The apolipoprotein (apo) E ε4 allele is the primary genetic risk factor for late-onset Alzheimer’s disease (AD). ApoE in the brain is produced primarily by astrocytes; once secreted from these cells, apoE binds lipids and forms high-density lipoprotein (HDL)-like particles. Accumulation of amyloid-β protein (Aβ) in the brain is a key hallmark of AD, and is thought to initiate a pathogenic cascade leading to neurodegeneration and dementia. The level and lipidation state of apoE affect Aβ aggregation and clearance pathways. Elevated levels of plasma HDL are associated with lower risk and severity of AD; the underlying mechanisms, however, have not been fully elucidated. This study was designed to investigate the impact of an HDL-mimetic peptide, 4F, on the secretion and lipidation of apoE. We found that 4F significantly increases apoE secretion and lipidation in primary human astrocytes as well as in primary mouse astrocytes and microglia.
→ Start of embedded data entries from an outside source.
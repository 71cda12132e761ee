//! Rust implementation of Relevance Vector Regression (RVR)
//!
//! Based on "Sparse Bayesian Learning and the Relevance Vector Machine" by
//! Michael E. Tipping, trained with the fast marginal likelihood
//! maximisation of Tipping and Faul.

pub mod api;
pub mod core;
pub mod data;
pub mod kernel;
pub mod optimizer;
pub mod persistence;
pub mod solver;

// Re-export main types for convenience
pub use crate::api::{ModelInfo, RegressionMetrics, RVC, RVR};
pub use crate::core::traits::*;
pub use crate::core::types::*;
pub use crate::data::{CSVDataset, LibSVMDataset};
pub use crate::kernel::{Gamma, Kernel, KernelType, LinearKernel, RBFKernel};
pub use crate::optimizer::{RVMOptimizer, TrainedRVR};

// Version info
pub const VERSION: &str = env!("CARGO_PKG_VERSION");
//! CSV format dataset implementation
//!
//! Supports loading regression datasets from CSV files where:
//! - The last column is the target
//! - All other columns are features
//! - First row can be headers (automatically detected)

use crate::core::{Dataset, RVMError, Result, Sample, SparseVector};
use std::fs::File;
use std::io::{BufRead, BufReader};
use std::path::Path;

/// Dataset implementation for CSV format files
#[derive(Debug, Clone)]
pub struct CSVDataset {
    samples: Vec<Sample>,
    dimensions: usize,
}

impl CSVDataset {
    /// Load a dataset from a CSV file
    ///
    /// The last column is assumed to be the target.
    /// Headers are automatically detected if present.
    pub fn from_file<P: AsRef<Path>>(path: P) -> Result<Self> {
        let file = File::open(path).map_err(RVMError::IoError)?;
        let reader = BufReader::new(file);
        Self::from_reader(reader)
    }

    /// Load a dataset from a reader, detecting a header row
    pub fn from_reader<R: BufRead>(reader: R) -> Result<Self> {
        Self::from_reader_with_options(reader, true)
    }

    /// Load a dataset from a reader with explicit header option
    pub fn from_reader_with_options<R: BufRead>(
        reader: R,
        auto_detect_header: bool,
    ) -> Result<Self> {
        let mut samples = Vec::new();
        let mut dimensions = 0;
        let mut seen_first_row = false;

        for (line_num, line) in reader.lines().enumerate() {
            let line = line.map_err(RVMError::IoError)?;
            let line = line.trim();

            if line.is_empty() || line.starts_with('#') {
                continue;
            }

            // Only the first non-comment row can be a header
            let first_row = !seen_first_row;
            seen_first_row = true;
            if first_row && auto_detect_header && Self::is_header_line(line) {
                continue;
            }

            let (sample, n_features) = Self::parse_data_line(line).map_err(|e| {
                RVMError::ParseError(format!("Error parsing line {}: {}", line_num + 1, e))
            })?;
            dimensions = dimensions.max(n_features);
            samples.push(sample);
        }

        if samples.is_empty() {
            return Err(RVMError::EmptyDataset);
        }

        Ok(CSVDataset {
            samples,
            dimensions,
        })
    }

    /// Check if a line appears to be a header
    fn is_header_line(line: &str) -> bool {
        let fields: Vec<&str> = line.split(',').collect();

        if fields.len() < 2 {
            return false;
        }

        // Most feature columns non-numeric means column names
        let n_features = fields.len() - 1;
        let non_numeric_count = fields
            .iter()
            .take(n_features)
            .filter(|field| field.trim().parse::<f64>().is_err())
            .count();

        non_numeric_count * 2 > n_features
    }

    /// Parse a CSV data line into a sample and its feature column count
    fn parse_data_line(line: &str) -> Result<(Sample, usize)> {
        let fields: Vec<&str> = line.split(',').map(str::trim).collect();

        let Some((target_str, feature_fields)) = fields.split_last() else {
            return Err(RVMError::ParseError("Empty line".to_string()));
        };
        if feature_fields.is_empty() {
            return Err(RVMError::ParseError(format!(
                "Line has too few fields: {line}"
            )));
        }

        let target = target_str
            .parse::<f64>()
            .map_err(|_| RVMError::ParseError(format!("Invalid target: {target_str}")))?;
        if !target.is_finite() {
            return Err(RVMError::ParseError(format!(
                "Target must be finite: {target_str}"
            )));
        }

        let mut dense = Vec::with_capacity(feature_fields.len());
        for (idx, field) in feature_fields.iter().enumerate() {
            let value = field.parse::<f64>().map_err(|_| {
                RVMError::ParseError(format!("Invalid feature value at column {}: {}", idx + 1, field))
            })?;
            dense.push(value);
        }

        // Only non-zero values are stored
        let features = SparseVector::from_dense(dense.iter());
        Ok((Sample::new(features, target), feature_fields.len()))
    }
}

impl Dataset for CSVDataset {
    fn len(&self) -> usize {
        self.samples.len()
    }

    fn dim(&self) -> usize {
        self.dimensions
    }

    fn get_sample(&self, i: usize) -> Sample {
        self.samples[i].clone()
    }

    fn get_targets(&self) -> Vec<f64> {
        self.samples.iter().map(|s| s.target).collect()
    }
}
//! RBF (Radial Basis Function) kernel implementation
//!
//! The RBF kernel is defined as: K(x, y) = exp(-γ * ||x - y||²)
//! where γ (gamma) is a hyperparameter that controls the kernel width.

use crate::core::SparseVector;
use crate::kernel::Kernel;

/// RBF (Radial Basis Function) kernel: K(x, y) = exp(-γ * ||x - y||²)
///
/// The default kernel for relevance vector regression. Each training point
/// contributes a Gaussian bump centred on itself; gamma sets the bump width:
/// - High gamma: narrow bumps, many relevance vectors, risk of overfitting
/// - Low gamma: wide bumps, smoother fits, ill-conditioned design matrices
#[derive(Debug, Clone, Copy)]
pub struct RBFKernel {
    gamma: f64,
}

impl RBFKernel {
    /// Create a new RBF kernel with specified gamma parameter
    ///
    /// # Panics
    /// Panics if gamma is not positive
    pub fn new(gamma: f64) -> Self {
        assert!(gamma > 0.0, "Gamma must be positive, got: {}", gamma);
        Self { gamma }
    }

    /// Create RBF kernel with gamma = 1.0 / n_features
    pub fn with_auto_gamma(n_features: usize) -> Self {
        assert!(n_features > 0, "Number of features must be positive");
        Self::new(1.0 / n_features as f64)
    }

    /// Get the gamma parameter
    pub fn gamma(&self) -> f64 {
        self.gamma
    }
}

impl Default for RBFKernel {
    /// Default RBF kernel with gamma = 1.0
    fn default() -> Self {
        Self::new(1.0)
    }
}

impl Kernel for RBFKernel {
    fn compute(&self, x: &SparseVector, y: &SparseVector) -> f64 {
        (-self.gamma * x.squared_distance(y)).exp()
    }

    fn compute_with_norms(
        &self,
        x: &SparseVector,
        y: &SparseVector,
        x_norm_sq: f64,
        y_norm_sq: f64,
    ) -> f64 {
        // ||x - y||² = ||x||² + ||y||² - 2*x^T*y, clipped against cancellation
        let squared_distance = (x_norm_sq + y_norm_sq - 2.0 * x.dot(y)).max(0.0);
        (-self.gamma * squared_distance).exp()
    }
}

#[cfg(test)]
mod tests {
    use super::*;

    #[test]
    fn test_rbf_kernel_creation() {
        assert_eq!(RBFKernel::new(0.5).gamma(), 0.5);
        assert_eq!(RBFKernel::with_auto_gamma(10).gamma(), 0.1);
        assert_eq!(RBFKernel::default().gamma(), 1.0);
    }

    #[test]
    #[should_panic(expected = "Gamma must be positive")]
    fn test_rbf_kernel_zero_gamma() {
        RBFKernel::new(0.0);
    }

    #[test]
    #[should_panic(expected = "Number of features must be positive")]
    fn test_rbf_kernel_zero_features() {
        RBFKernel::with_auto_gamma(0);
    }

    #[test]
    fn test_rbf_kernel_identical_vectors() {
        let kernel = RBFKernel::new(1.0);
        let x = SparseVector::new(vec![0, 1, 2], vec![1.0, 2.0, 3.0]);

        assert!((kernel.compute(&x, &x) - 1.0).abs() < 1e-12);
    }

    #[test]
    fn test_rbf_kernel_known_value() {
        let kernel = RBFKernel::new(0.5);
        let x = SparseVector::new(vec![0], vec![1.0]);
        let y = SparseVector::new(vec![0], vec![3.0]);

        // ||x - y||² = 4
        let expected = (-0.5 * 4.0_f64).exp();
        assert!((kernel.compute(&x, &y) - expected).abs() < 1e-12);
        assert_eq!(kernel.compute(&x, &y), kernel.compute(&y, &x));
    }

    #[test]
    fn test_rbf_kernel_with_norms() {
        let kernel = RBFKernel::new(2.0);
        let x = SparseVector::new(vec![0, 1], vec![3.0, 4.0]);
        let y = SparseVector::new(vec![0, 1], vec![1.0, 2.0]);

        let direct = kernel.compute(&x, &y);
        let with_norms = kernel.compute_with_norms(&x, &y, x.norm_squared(), y.norm_squared());

        assert!((direct - with_norms).abs() < 1e-12);
    }

    #[test]
    fn test_rbf_kernel_decreases_with_distance() {
        let kernel = RBFKernel::new(1.0);
        let origin = SparseVector::new(vec![0], vec![0.0]);

        let values: Vec<f64> = [1.0, 2.0, 3.0]
            .iter()
            .map(|&d| kernel.compute(&origin, &SparseVector::new(vec![0], vec![d])))
            .collect();

        assert!(values[0] > values[1] && values[1] > values[2]);
        assert!(values.iter().all(|&v| (0.0..=1.0).contains(&v)));
    }
}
Aggregated Aβ inhibits glial apoE secretion and lipidation, causing accumulation of intracellular apoE, an effect that is counteracted by co-treatment with 4F. Pharmacological and gene editing approaches show that 4F mediates its effects partially through the secretory pathway from the endoplasmic reticulum to the Golgi apparatus and requires the lipid transporter ABCA1. We conclude that the HDL-mimetic peptide 4F promotes glial apoE secretion and lipidation and mitigates the detrimental effects of Aβ on proper cellular trafficking and functionality of apoE. These findings suggest that treatment with such an HDL mimetic peptide may provide therapeutic benefit in AD. The level and lipidation state of apoE affect the pathogenesis of Alzheimer’s disease (AD). In this study, an HDL-mimetic peptide, 4F, was found to promote the secretion and lipidation of apoE and to counteract Aβ-induced inhibition of apoE secretion and lipidation in primary human astrocytes, as well as in primary mouse astrocytes and microglia. Pharmacological and gene editing approaches show that 4F mediates its effects partially through the secretory pathway from the endoplasmic reticulum (ER) to the Golgi apparatus and requires the lipid transporter ABCA1. These findings suggest the therapeutic potential of HDL mimetic peptides in AD.